MMR Vaccine Recommendations for Mumps Outbreaks and High Risk Settings
A third dose of a mumps virus-containing vaccine may be recommended during mumps outbreaks for individuals who have already received 2 doses, but who are identified by public health authorities as part of a group at increased risk for mumps. This recommendation specifically pertains to mumps outbreaks, not mumps exposure.
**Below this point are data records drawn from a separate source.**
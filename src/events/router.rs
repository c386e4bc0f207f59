//! Translates provider events into cache invalidations.

use std::sync::Arc;
use std::sync::atomic::{AtomicBool, Ordering};

use futures::FutureExt;
use serde_json::Value;
use tracing::{debug, info};

use super::{ACCESS_EVENTS, EventFeed, EventHandler, FeedError, FeedEvent, IAM_NAMESPACE, USER_GRANT_EVENTS};
use crate::cache::{CacheFacade, InvalidationRequest};

/// Read an id from the payload. Providers send ids as strings or numbers.
fn id_field(payload: &Value, name: &str) -> Option<String> {
    match payload.get(name)? {
        Value::String(s) if !s.is_empty() => Some(s.clone()),
        Value::Number(n) => Some(n.to_string()),
        _ => None,
    }
}

/// Whole-access invalidation for an access-class event.
pub fn access_invalidation(payload: &Value) -> Option<InvalidationRequest> {
    let access_id = id_field(payload, "access_id").or_else(|| id_field(payload, "id"))?;
    Some(InvalidationRequest::access(access_id))
}

/// `(access, user)` invalidation for a user-grant event.
pub fn user_invalidation(payload: &Value) -> Option<InvalidationRequest> {
    let access_id = id_field(payload, "access_id")?;
    let user_id = id_field(payload, "profile_id").or_else(|| id_field(payload, "user_id"))?;
    Some(InvalidationRequest::user(access_id, user_id))
}

#[derive(Clone)]
pub struct InvalidationRouter {
    cache: CacheFacade,
    ready: Arc<AtomicBool>,
}

impl InvalidationRouter {
    pub fn new(cache: CacheFacade) -> Self {
        Self {
            cache,
            ready: Arc::new(AtomicBool::new(false)),
        }
    }

    /// True once both subscriptions are registered.
    pub fn is_ready(&self) -> bool {
        self.ready.load(Ordering::Acquire)
    }

    /// Register the access and user-grant subscriptions, in that order.
    ///
    /// A failure leaves the router not ready; retrying is up to the feed connector.
    pub async fn start(&self, feed: &dyn EventFeed) -> Result<(), FeedError> {
        feed.subscribe(IAM_NAMESPACE, ACCESS_EVENTS, self.handler(access_invalidation))
            .await?;
        feed.subscribe(IAM_NAMESPACE, USER_GRANT_EVENTS, self.handler(user_invalidation))
            .await?;

        self.ready.store(true, Ordering::Release);
        info!(namespace = IAM_NAMESPACE, "Invalidation router ready");
        Ok(())
    }

    fn handler(&self, extract: fn(&Value) -> Option<InvalidationRequest>) -> EventHandler {
        let router = self.clone();
        Arc::new(move |event: FeedEvent| {
            let router = router.clone();
            async move { router.handle(event, extract).await }.boxed()
        })
    }

    async fn handle(&self, event: FeedEvent, extract: fn(&Value) -> Option<InvalidationRequest>) {
        match extract(&event.payload) {
            Some(request) => {
                debug!(event_type = %event.event_type, access_id = %request.access_id, "Invalidation event");
                self.cache.invalidate(&request).await;
            }
            None => {
                debug!(event_type = %event.event_type, "Ignoring event without required ids");
            }
        }
    }
}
In general, adults without presumptive evidence of immunity should receive at least 1 dose of the MMR vaccine, and certain adults may need 2 doses depending on their risk factors.

  • Adults who are going to be in a setting that poses a high risk for mumps transmission should make sure they have had two doses separated by at least 28 days.

Pregnancy is a contraindication to vaccination with live virus vaccines, including MMR. The American College of Obstetricians & Gynecologists (ACOG) recommends avoiding pregnancy for 4 weeks after receipt of MMR.

Vaccine Reporting, Storage and Handling

Administration Data: California healthcare providers are required to report data on all valid immunizations that they administer to their patients into the California Immunization Registry (CAIR) within 2 weeks of administration per AB 1797.

Administration Errors: Healthcare providers are strongly recommended to report all vaccine administration errors to the Institute for Safe Medication Practices.

Adverse Events: Healthcare providers are required to report any adverse event on the reportable events list to the Vaccine Adverse Event Reporting System (VAERS) per HR 5546.

Storage and Handling: For general recommendations and guidance access the Vaccine Storage and Handling Job Aids.